The presence of visceral metastases (i.e., pulmonary, liver, bone) and poor performance status (Karnofsky Performance Status of ≤ 80%) were independent prognostic factors of poor OS following treatment with MVAC (methotrexate, vinblastine, doxorubicin, and cisplatin) in the first-line setting for advanced/metastatic disease. Median OS for patients who had zero, one, or two negative prognostic factors were 33, 13.4, and 9.3 months, respectively [17]. These factors have also been validated for newer combination chemotherapy regimens [18, 19].
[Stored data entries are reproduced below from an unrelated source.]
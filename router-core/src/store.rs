//! Storage abstraction for peers, profiles, and conversations.
//!
//! Provides the [`PeerStore`] trait as a port for storage implementations, a
//! SQLite adapter, and an in-memory adapter for tests.

pub mod memory;
pub mod sqlite;

pub use memory::InMemoryStore;
pub use sqlite::SqliteStore;

use async_trait::async_trait;
use thiserror::Error;
use uuid::Uuid;

use crate::model::{BannedPair, Bot, Complaint, Conversation, PersonProfile, User, UserKey};

/// Errors that can occur during storage operations.
#[derive(Debug, Error)]
pub enum StorageError {
    /// A database operation failed.
    #[error("database error: {0}")]
    Database(String),

    /// A migration operation failed.
    #[error("migration error: {0}")]
    Migration(String),

    /// Invalid data was encountered (corrupt JSON document, bad UUID, etc.).
    #[error("invalid data: {0}")]
    InvalidData(String),

    /// A save was attempted for a conversation with no messages.
    ///
    /// This is a valid outcome for an abandoned match, not a hard failure;
    /// callers are expected to swallow it with a warning per the orchestrator's
    /// error-handling policy.
    #[error("conversation has no messages")]
    EmptyConversation,
}

/// Document-store façade the orchestrator reads and writes through.
///
/// All operations are awaitable; the orchestrator never holds a lock across
/// a call into this trait.
#[async_trait]
pub trait PeerStore: Send + Sync {
    /// Find a user by key, creating it (with default fields) if absent.
    ///
    /// Also refreshes `display_name` when a non-`None` value is supplied, so
    /// this doubles as the "touch on every contact" hook the human gateway uses.
    async fn upsert_user(
        &self,
        key: &UserKey,
        display_name: Option<&str>,
    ) -> Result<User, StorageError>;

    /// Fetch a user by key without creating it.
    async fn get_user(&self, key: &UserKey) -> Result<Option<User>, StorageError>;

    /// Persist a user record (used for `banned` and `assigned_test_bot` updates).
    async fn save_user(&self, user: &User) -> Result<(), StorageError>;

    /// Fetch a bot by its token.
    async fn get_bot(&self, token: &str) -> Result<Option<Bot>, StorageError>;

    /// List all non-banned bots.
    async fn list_non_banned_bots(&self) -> Result<Vec<Bot>, StorageError>;

    /// Persist a bot record (used for `last_update_id` bumps).
    async fn save_bot(&self, bot: &Bot) -> Result<(), StorageError>;

    /// Check whether `(user, bot_token)` is a banned pair.
    async fn is_banned_pair(&self, user: &UserKey, bot_token: &str) -> Result<bool, StorageError>;

    /// Sample a uniformly random profile, if any are stored.
    async fn sample_profile(&self) -> Result<Option<PersonProfile>, StorageError>;

    /// Sample a uniformly random profile sharing `link_group_id`, excluding `excluding`.
    async fn sample_profile_in_link_group(
        &self,
        link_group_id: Uuid,
        excluding: Uuid,
    ) -> Result<Option<PersonProfile>, StorageError>;

    /// Sample a uniformly random profile whose sentences differ from `sentences`.
    async fn sample_profile_with_different_sentences(
        &self,
        sentences: &[String],
    ) -> Result<Option<PersonProfile>, StorageError>;

    /// Sample a random sentence at `index` from any stored profile long enough to have one.
    ///
    /// Used as the sentence-mode fallback when a candidate profile is shorter
    /// than the true profile being guessed.
    async fn sample_sentence_at_index(&self, index: usize) -> Result<Option<String>, StorageError>;

    /// Whether a conversation id is already in use by a stored conversation.
    async fn conversation_id_exists(&self, id: u32) -> Result<bool, StorageError>;

    /// Persist a finished conversation.
    ///
    /// # Errors
    ///
    /// Returns [`StorageError::EmptyConversation`] if the conversation has no
    /// messages; callers should treat that as a valid, swallowable outcome.
    async fn save_conversation(&self, conversation: &Conversation) -> Result<(), StorageError>;

    /// Persist a complaint.
    async fn save_complaint(&self, complaint: &Complaint) -> Result<(), StorageError>;

    /// Persist a banned pair (used by administrative tooling, not the orchestrator itself).
    async fn save_banned_pair(&self, pair: &BannedPair) -> Result<(), StorageError>;
}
Similar to the first-line setting, the presence of liver metastases, hemoglobin levels < 10 g/dl, and ECOG PS > 0 appear to predict worse outcomes in the second-line therapy for advanced/metastatic bladder cancer. Four subgroups were identified based on the presence of zero, one, two, or three adverse prognostic factors; the median OS times for these groups were 14.2, 7.3, 3.8, and 1.7 months (p < 0.001), respectively [20]. Additionally, shorter interval from prior chemotherapy appears to be an independent unfavorable prognostic factor [21].

Emerging data exploring the programmed cell death-1 protein (PD-1)/PD-1 ligand (PDL-1) checkpoint inhibitors have shown that ECOG PS 0 and 0 visceral metastases could be predictive for response to immune checkpoint inhibitors [22].

Recommendations

Use of prognostic classification in first-line chemotherapy: Level of evidence II. Grade of recommendation B.

Use of prognostic classification in second-line chemotherapy: Level of evidence II. Grade of recommendation: B.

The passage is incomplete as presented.